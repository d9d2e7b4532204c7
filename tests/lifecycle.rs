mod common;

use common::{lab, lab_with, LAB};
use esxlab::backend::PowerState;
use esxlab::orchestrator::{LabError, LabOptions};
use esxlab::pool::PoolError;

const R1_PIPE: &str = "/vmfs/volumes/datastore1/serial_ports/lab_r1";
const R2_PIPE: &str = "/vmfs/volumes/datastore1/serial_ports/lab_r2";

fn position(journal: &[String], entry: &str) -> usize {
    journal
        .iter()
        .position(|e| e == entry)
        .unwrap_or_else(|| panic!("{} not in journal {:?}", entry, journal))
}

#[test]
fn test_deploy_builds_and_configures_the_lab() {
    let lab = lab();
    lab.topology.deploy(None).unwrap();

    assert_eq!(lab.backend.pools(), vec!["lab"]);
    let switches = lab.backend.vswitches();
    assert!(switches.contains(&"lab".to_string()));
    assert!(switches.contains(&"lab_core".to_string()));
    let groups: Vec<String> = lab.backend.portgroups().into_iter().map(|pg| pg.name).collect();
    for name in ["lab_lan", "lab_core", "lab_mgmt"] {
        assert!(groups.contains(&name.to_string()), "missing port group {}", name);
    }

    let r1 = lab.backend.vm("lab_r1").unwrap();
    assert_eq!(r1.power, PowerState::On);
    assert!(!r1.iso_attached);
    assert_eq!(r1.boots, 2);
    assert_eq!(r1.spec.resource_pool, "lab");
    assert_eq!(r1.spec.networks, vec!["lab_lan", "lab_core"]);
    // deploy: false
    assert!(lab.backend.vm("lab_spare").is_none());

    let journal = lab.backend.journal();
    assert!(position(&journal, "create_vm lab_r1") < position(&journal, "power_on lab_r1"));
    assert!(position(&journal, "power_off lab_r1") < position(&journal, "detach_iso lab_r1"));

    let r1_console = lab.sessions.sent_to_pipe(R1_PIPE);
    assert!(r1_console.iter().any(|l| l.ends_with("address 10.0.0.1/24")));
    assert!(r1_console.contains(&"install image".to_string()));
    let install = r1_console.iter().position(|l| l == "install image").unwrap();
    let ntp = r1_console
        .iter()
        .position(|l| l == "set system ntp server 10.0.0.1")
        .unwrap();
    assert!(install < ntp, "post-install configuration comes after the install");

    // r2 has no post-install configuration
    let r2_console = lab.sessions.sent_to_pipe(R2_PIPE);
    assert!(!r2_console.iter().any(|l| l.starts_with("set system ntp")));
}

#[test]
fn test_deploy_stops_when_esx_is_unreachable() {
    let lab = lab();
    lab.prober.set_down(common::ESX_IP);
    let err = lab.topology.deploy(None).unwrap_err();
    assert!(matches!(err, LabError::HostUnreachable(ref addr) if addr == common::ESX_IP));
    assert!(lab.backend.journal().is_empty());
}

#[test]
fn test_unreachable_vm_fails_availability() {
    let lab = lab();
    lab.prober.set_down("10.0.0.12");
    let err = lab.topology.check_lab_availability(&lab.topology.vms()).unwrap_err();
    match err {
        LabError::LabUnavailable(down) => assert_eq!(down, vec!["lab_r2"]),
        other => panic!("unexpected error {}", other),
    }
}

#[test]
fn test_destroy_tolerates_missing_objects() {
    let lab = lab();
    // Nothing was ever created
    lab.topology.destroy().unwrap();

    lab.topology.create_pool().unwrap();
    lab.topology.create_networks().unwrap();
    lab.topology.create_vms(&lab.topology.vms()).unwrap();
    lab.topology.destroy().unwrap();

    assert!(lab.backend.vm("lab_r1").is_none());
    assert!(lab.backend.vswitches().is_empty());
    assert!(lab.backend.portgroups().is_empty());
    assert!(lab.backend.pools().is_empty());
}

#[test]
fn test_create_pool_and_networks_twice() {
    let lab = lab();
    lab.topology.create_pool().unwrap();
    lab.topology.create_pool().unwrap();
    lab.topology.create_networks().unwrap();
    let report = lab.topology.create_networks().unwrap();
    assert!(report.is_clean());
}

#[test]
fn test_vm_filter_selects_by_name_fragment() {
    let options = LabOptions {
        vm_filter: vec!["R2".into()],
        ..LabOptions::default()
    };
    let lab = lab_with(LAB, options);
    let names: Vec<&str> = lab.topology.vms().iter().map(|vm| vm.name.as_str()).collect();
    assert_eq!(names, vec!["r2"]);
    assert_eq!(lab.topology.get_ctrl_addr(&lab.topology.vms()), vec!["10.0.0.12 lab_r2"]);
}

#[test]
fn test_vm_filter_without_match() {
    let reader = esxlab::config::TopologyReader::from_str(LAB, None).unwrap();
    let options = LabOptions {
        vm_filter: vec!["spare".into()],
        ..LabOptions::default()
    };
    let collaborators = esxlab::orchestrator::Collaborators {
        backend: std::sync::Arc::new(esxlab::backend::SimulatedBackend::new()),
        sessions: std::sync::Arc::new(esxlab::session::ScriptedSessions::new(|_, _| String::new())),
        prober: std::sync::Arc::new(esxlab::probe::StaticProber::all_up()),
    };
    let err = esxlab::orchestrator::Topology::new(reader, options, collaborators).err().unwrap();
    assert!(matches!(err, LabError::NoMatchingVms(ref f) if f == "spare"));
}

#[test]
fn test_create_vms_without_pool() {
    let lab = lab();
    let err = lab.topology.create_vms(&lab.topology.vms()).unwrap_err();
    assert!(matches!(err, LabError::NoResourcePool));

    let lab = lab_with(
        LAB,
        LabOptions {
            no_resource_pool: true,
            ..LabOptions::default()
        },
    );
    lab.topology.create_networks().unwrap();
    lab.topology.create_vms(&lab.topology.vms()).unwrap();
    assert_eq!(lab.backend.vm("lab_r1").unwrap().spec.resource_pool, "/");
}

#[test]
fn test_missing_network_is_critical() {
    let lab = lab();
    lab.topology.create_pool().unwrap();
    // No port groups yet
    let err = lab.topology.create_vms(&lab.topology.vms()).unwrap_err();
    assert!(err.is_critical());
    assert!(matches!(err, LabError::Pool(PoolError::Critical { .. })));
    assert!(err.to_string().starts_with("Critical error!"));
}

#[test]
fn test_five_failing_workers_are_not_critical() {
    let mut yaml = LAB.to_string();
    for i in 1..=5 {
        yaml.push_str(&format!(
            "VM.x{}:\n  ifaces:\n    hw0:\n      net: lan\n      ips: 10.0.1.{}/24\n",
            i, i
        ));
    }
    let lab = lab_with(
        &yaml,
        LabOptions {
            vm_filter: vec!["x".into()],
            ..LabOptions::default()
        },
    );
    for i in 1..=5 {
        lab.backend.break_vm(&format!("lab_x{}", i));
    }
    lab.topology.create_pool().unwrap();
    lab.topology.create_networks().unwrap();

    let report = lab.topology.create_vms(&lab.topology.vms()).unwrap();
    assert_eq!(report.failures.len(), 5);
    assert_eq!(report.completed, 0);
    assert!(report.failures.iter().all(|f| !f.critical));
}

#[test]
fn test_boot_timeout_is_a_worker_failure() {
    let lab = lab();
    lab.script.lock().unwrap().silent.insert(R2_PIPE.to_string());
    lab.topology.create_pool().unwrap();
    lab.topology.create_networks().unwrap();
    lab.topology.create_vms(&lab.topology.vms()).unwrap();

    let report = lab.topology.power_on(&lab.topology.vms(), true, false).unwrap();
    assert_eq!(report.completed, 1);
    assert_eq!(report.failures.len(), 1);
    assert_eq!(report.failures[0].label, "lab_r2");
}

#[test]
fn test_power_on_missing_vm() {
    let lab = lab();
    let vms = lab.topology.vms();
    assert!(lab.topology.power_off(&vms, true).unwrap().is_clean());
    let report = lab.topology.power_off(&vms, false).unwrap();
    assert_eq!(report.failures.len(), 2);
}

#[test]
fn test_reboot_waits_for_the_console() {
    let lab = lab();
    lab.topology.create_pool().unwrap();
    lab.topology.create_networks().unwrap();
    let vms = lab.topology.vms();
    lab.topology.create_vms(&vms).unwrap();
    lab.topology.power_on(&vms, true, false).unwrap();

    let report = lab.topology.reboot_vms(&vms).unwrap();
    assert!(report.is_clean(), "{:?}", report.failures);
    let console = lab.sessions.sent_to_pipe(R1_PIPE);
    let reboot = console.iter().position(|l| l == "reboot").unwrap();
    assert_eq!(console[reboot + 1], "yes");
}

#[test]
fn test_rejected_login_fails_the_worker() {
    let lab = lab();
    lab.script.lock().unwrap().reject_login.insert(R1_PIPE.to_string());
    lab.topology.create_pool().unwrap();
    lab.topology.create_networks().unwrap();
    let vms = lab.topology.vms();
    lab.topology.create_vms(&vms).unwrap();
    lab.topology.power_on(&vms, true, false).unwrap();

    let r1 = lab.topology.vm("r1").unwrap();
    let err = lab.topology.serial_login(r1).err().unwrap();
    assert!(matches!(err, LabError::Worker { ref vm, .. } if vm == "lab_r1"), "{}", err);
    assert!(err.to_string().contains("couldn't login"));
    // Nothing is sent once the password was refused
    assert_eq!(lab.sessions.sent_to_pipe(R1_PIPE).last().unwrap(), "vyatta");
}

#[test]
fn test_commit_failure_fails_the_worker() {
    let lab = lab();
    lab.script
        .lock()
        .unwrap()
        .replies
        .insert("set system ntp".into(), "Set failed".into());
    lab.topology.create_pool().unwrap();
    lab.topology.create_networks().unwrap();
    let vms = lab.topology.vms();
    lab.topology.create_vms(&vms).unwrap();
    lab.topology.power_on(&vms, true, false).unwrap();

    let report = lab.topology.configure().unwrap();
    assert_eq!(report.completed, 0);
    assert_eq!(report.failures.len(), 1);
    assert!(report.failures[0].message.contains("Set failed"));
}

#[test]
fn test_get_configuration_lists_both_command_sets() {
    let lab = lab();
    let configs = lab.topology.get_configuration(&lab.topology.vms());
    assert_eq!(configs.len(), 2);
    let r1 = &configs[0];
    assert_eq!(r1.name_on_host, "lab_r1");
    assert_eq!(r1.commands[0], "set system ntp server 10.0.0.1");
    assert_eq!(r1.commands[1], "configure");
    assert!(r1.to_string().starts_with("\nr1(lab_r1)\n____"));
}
·····
What to do:
Scan the listing and copy every line where the string "common" shows up.

Finished exercise:
mod common;
use common::{lab, lab_with, LAB};
    lab.prober.set_down(common::ESX_IP);
    assert!(matches!(err, LabError::HostUnreachable(ref addr) if addr == common::ESX_IP));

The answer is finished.